Customize Evaluation Metrics¶

Use metrics in MMClassification¶

In MMClassification, we have provided multiple metrics for both single-label classification and multi-label classification:

Single-label Classification:

Accuracy
SingleLabelMetric, including precision, recall, f1-score and support.

Multi-label Classification:

AveragePrecision, or AP (mAP).
MultiLabelMetric, including precision, recall, f1-score and support.

To use these metrics during validation and testing, we need to modify the val_evaluator and test_evaluator fields in the config file.

Here is several examples:

Calculate top-1 and top-5 accuracy during both validation and test.

val_evaluator = dict(type='Accuracy', topk=(1, 5))
test_evaluator = val_evaluator

Calculate top-1 accuracy, top-5 accuracy, precision and recall during both validation and test.

val_evaluator = [
  dict(type='Accuracy', topk=(1, 5)),
  dict(type='SingleLabelMetric', items=['precision', 'recall']),
]
test_evaluator = val_evaluator

Calculate mAP (mean AveragePrecision), CP (Class-wise mean Precision), CR (Class-wise mean Recall), CF (Class-wise mean F1-score), OP (Overall mean Precision), OR (Overall mean Recall) and OF1 (Overall mean F1-score).

val_evaluator = [
  dict(type='AveragePrecision'),
  dict(type='MultiLabelMetric', average='macro'),  # class-wise mean
  dict(type='MultiLabelMetric', average='micro'),  # overall mean
]
test_evaluator = val_evaluator

Add new metrics¶

MMClassification supports the implementation of customized evaluation metrics for users who pursue higher customization.
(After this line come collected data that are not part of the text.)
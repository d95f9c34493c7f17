//! Command line definition.

use clap::{Parser, Subcommand};

#[derive(Debug, Parser)]
#[command(name = "ryder-cup", version, about = "Manage Ryder Cup style golf competitions")]
pub struct Cli {
    #[command(subcommand)]
    pub command: Command,
}

#[derive(Debug, Subcommand)]
pub enum Command {
    /// Send, inspect and answer competition invitations
    #[command(subcommand)]
    Invitation(InvitationCommand),

    /// Inspect competition rounds
    #[command(subcommand)]
    Round(RoundCommand),
}

#[derive(Debug, Subcommand)]
pub enum InvitationCommand {
    /// Show a single invitation
    Show { id: String },

    /// List the invitations of a competition
    List {
        #[arg(long)]
        competition: String,
    },

    /// Invite a player to a competition
    Send {
        #[arg(long)]
        competition: String,

        /// Id of the user sending the invitation
        #[arg(long)]
        inviter: String,

        #[arg(long)]
        email: String,

        /// Id of the invitee, if they already have an account
        #[arg(long)]
        user: Option<String>,

        #[arg(long)]
        message: Option<String>,

        #[arg(long)]
        expires_in_days: Option<i64>,
    },

    /// Accept a pending invitation
    Accept { id: String },

    /// Decline a pending invitation
    Decline { id: String },
}

#[derive(Debug, Subcommand)]
pub enum RoundCommand {
    /// Show a single round
    Show { id: String },

    /// List the rounds of a competition in playing order
    List {
        #[arg(long)]
        competition: String,
    },

    /// List rounds whose teams or matches can still be changed
    Editable {
        #[arg(long)]
        competition: String,
    },
}
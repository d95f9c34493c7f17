//! Shared behaviour of status lifecycles.
//!
//! A lifecycle is a closed enum whose variants are the states and whose
//! [`StatusLifecycle::allowed_transitions`] table is the single source of
//! truth for which moves are legal. Every other query is derived from it.

use std::fmt;

use crate::error::DomainError;

/// A closed set of states with a fixed transition table.
pub trait StatusLifecycle: Copy + Eq + fmt::Debug + fmt::Display + 'static {
    /// Human-readable name used in error messages.
    const KIND: &'static str;

    /// Every state, in declaration order.
    const ALL: &'static [Self];

    /// Canonical wire token.
    fn as_str(&self) -> &'static str;

    /// States reachable from this one in a single step.
    fn allowed_transitions(&self) -> &'static [Self];

    /// Parses a canonical wire token. Matching is exact and case-sensitive.
    fn parse(value: &str) -> Result<Self, DomainError> {
        Self::ALL
            .iter()
            .copied()
            .find(|status| status.as_str() == value)
            .ok_or_else(|| {
                let valid: Vec<&str> = Self::ALL.iter().map(|s| s.as_str()).collect();
                DomainError::invalid_value(
                    Self::KIND,
                    value,
                    format!("Must be one of: {}", valid.join(", ")),
                )
            })
    }

    fn can_transition_to(&self, target: Self) -> bool {
        self.allowed_transitions().contains(&target)
    }

    /// Like [`can_transition_to`](Self::can_transition_to) but returns an
    /// error naming the rejected edge and the legal alternatives.
    fn validate_transition(&self, target: Self) -> Result<(), DomainError> {
        if self.can_transition_to(target) {
            return Ok(());
        }

        Err(DomainError::InvalidTransition {
            kind: Self::KIND,
            from: self.as_str().to_string(),
            to: target.as_str().to_string(),
            allowed: self
                .allowed_transitions()
                .iter()
                .map(|s| s.as_str().to_string())
                .collect(),
        })
    }

    /// A terminal state has no outgoing transitions.
    fn is_terminal(&self) -> bool {
        self.allowed_transitions().is_empty()
    }
}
You need to create a new file under mmcls/evaluation/metrics, and implement the new metric in the file, for example, in mmcls/evaluation/metrics/my_metric.py. And create a customized evaluation metric class MyMetric which inherits BaseMetric in MMEngine.

The data format processing method process and the metric calculation method compute_metrics need to be overwritten respectively. Add it to the METRICS registry to implement any customized evaluation metric.

from mmengine.evaluator import BaseMetric
from mmcls.registry import METRICS

@METRICS.register_module()
class MyMetric(BaseMetric):

    def process(self, data_batch: Sequence[Dict], data_samples: Sequence[Dict]):
    """ The processed results should be stored in ``self.results``, which will
        be used to computed the metrics when all batches have been processed.
        `data_batch` stores the batch data from dataloader,
        and `data_samples` stores the batch outputs from model.
    """
        ...

    def compute_metrics(self, results: List):
    """ Compute the metrics from processed results and returns the evaluation results.
    """
        ...

Then, import it in the mmcls/evaluation/metrics/__init__.py to add it into the mmcls.evaluation package.

# In mmcls/evaluation/metrics/__init__.py
...
from .my_metric import MyMetric

__all__ = [..., 'MyMetric']

Finally, use MyMetric in the val_evaluator and test_evaluator field of config files.

val_evaluator = dict(type='MyMetric', ...)
test_evaluator = val_evaluator

Note

More details can be found in MMEngine Documentation: Evaluation.